Aim of the exercise:
Go to the line in the entries below that holds "let lut_scale = 255.0 / tile_area as f32;" and repeat exactly from there through the line that holds "let sx = reflect_101(x, width", inclusive.
[Extracted records Boundary: Start]
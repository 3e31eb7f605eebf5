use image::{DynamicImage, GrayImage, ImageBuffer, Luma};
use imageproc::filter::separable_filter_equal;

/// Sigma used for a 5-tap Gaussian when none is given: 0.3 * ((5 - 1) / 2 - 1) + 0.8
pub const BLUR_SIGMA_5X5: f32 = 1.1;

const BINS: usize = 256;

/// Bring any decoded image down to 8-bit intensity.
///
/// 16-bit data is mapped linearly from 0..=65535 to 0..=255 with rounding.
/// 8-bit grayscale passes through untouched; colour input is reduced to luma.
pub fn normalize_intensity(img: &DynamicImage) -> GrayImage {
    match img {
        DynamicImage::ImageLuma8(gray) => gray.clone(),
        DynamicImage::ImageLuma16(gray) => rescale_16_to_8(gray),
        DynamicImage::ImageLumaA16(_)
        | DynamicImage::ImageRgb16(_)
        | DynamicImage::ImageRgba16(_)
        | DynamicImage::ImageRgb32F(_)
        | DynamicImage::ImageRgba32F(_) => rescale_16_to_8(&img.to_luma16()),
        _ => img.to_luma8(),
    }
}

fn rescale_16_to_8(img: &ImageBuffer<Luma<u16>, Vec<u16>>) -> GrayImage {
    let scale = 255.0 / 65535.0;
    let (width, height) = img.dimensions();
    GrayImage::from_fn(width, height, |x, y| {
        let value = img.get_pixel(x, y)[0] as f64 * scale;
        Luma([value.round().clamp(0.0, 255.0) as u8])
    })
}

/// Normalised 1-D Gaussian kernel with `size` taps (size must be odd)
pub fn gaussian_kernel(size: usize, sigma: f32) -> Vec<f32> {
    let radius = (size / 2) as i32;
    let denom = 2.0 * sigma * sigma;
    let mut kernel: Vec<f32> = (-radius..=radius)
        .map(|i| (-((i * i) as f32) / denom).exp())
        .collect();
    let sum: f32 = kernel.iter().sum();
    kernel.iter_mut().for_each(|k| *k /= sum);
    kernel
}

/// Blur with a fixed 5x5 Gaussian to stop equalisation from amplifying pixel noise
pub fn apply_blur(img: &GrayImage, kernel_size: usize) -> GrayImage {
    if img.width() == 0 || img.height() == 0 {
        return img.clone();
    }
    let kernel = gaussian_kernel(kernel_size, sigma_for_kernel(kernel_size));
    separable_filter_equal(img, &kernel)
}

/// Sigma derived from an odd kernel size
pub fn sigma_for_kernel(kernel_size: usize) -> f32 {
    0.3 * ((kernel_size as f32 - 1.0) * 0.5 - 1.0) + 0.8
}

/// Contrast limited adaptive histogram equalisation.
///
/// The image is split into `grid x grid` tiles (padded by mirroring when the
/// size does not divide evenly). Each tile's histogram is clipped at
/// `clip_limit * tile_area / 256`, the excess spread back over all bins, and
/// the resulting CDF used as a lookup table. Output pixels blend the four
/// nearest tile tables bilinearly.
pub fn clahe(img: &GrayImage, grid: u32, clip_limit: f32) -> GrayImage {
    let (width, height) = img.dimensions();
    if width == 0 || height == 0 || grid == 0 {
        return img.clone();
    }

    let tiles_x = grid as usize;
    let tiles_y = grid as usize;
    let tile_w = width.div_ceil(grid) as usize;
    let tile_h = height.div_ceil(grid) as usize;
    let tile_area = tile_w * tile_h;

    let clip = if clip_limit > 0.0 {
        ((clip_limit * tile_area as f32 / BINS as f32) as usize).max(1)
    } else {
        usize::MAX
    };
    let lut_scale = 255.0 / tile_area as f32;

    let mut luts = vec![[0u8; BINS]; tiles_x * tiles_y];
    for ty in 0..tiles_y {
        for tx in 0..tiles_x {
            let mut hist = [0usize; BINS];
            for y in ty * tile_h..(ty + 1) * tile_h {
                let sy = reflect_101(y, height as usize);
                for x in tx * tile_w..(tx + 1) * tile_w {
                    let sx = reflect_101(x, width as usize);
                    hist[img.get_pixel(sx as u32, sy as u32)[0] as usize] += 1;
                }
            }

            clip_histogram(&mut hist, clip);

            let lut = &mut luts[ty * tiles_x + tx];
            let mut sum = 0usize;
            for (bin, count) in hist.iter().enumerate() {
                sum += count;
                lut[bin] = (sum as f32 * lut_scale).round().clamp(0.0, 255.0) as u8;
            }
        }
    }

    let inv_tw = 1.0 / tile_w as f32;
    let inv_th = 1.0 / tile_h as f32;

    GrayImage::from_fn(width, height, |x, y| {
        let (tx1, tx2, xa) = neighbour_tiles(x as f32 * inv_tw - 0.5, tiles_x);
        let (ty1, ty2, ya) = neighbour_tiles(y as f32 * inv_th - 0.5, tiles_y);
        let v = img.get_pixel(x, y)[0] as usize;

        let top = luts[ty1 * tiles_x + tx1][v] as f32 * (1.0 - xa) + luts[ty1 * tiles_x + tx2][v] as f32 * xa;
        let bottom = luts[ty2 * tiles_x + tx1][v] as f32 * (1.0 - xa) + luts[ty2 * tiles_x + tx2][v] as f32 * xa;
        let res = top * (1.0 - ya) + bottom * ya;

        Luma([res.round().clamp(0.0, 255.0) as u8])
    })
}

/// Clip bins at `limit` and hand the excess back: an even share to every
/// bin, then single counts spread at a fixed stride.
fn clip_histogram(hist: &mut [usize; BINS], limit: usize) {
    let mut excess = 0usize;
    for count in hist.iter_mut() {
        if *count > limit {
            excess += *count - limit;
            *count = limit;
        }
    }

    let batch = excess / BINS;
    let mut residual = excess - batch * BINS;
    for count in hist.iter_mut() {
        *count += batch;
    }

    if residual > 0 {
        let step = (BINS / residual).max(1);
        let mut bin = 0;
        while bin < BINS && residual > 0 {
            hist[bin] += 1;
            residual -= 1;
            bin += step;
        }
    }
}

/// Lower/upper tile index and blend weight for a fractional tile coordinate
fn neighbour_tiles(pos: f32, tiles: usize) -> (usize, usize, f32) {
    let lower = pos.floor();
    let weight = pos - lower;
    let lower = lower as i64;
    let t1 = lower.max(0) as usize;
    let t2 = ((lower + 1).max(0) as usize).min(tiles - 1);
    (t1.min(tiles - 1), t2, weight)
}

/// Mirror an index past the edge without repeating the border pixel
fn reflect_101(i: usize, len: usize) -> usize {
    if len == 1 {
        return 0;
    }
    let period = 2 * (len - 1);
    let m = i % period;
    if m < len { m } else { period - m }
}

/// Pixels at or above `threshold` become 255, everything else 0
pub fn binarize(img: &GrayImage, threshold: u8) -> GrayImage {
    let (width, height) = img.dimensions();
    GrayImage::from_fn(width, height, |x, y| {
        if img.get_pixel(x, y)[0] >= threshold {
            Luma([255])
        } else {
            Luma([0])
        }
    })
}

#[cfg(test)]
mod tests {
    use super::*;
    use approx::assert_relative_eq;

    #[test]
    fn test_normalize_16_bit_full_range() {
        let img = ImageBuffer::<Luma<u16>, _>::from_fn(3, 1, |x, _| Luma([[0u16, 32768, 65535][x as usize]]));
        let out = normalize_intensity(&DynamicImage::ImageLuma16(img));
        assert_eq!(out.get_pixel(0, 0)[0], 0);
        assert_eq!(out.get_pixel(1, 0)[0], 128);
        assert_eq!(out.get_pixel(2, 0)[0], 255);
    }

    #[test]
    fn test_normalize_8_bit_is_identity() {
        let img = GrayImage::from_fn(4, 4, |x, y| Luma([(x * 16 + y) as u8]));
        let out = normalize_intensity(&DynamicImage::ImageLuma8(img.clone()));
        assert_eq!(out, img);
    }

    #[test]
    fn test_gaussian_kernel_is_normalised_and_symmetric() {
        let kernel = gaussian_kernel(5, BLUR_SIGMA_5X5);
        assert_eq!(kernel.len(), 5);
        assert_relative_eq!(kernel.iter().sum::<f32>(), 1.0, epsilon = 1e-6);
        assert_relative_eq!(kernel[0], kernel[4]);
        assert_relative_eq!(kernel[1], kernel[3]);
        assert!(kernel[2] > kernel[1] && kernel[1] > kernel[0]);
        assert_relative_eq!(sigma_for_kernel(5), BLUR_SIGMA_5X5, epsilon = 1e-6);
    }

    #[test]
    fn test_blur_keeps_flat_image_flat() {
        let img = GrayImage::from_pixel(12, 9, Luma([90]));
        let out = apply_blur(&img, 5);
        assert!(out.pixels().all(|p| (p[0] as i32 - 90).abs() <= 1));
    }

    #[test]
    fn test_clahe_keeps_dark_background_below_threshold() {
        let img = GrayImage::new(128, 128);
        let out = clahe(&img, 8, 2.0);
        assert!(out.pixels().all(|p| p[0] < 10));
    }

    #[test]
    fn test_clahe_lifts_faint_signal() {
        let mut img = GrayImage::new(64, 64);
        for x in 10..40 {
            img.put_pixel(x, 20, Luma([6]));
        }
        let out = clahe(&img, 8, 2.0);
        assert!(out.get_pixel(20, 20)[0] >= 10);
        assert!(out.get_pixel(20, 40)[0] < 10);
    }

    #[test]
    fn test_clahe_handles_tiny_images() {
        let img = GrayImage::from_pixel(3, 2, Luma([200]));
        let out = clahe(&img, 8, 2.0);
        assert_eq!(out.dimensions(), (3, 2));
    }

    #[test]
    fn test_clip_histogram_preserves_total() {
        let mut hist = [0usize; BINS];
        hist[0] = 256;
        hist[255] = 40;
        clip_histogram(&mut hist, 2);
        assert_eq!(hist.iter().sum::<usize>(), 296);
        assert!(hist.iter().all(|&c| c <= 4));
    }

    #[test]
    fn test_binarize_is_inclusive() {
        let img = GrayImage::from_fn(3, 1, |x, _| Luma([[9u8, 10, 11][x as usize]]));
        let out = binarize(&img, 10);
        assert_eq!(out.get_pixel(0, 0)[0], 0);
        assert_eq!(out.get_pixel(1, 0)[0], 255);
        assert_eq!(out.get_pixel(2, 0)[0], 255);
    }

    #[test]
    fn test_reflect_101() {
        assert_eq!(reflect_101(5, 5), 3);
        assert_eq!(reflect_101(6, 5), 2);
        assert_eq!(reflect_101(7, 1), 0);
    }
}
[Extracted records Boundary: End]
Expected answer:
    let lut_scale = 255.0 / tile_area as f32;

    let mut luts = vec![[0u8; BINS]; tiles_x * tiles_y];
    for ty in 0..tiles_y {
        for tx in 0..tiles_x {
            let mut hist = [0usize; BINS];
            for y in ty * tile_h..(ty + 1) * tile_h {
                let sy = reflect_101(y, height as usize);
                for x in tx * tile_w..(tx + 1) * tile_w {
                    let sx = reflect_101(x, width as usize);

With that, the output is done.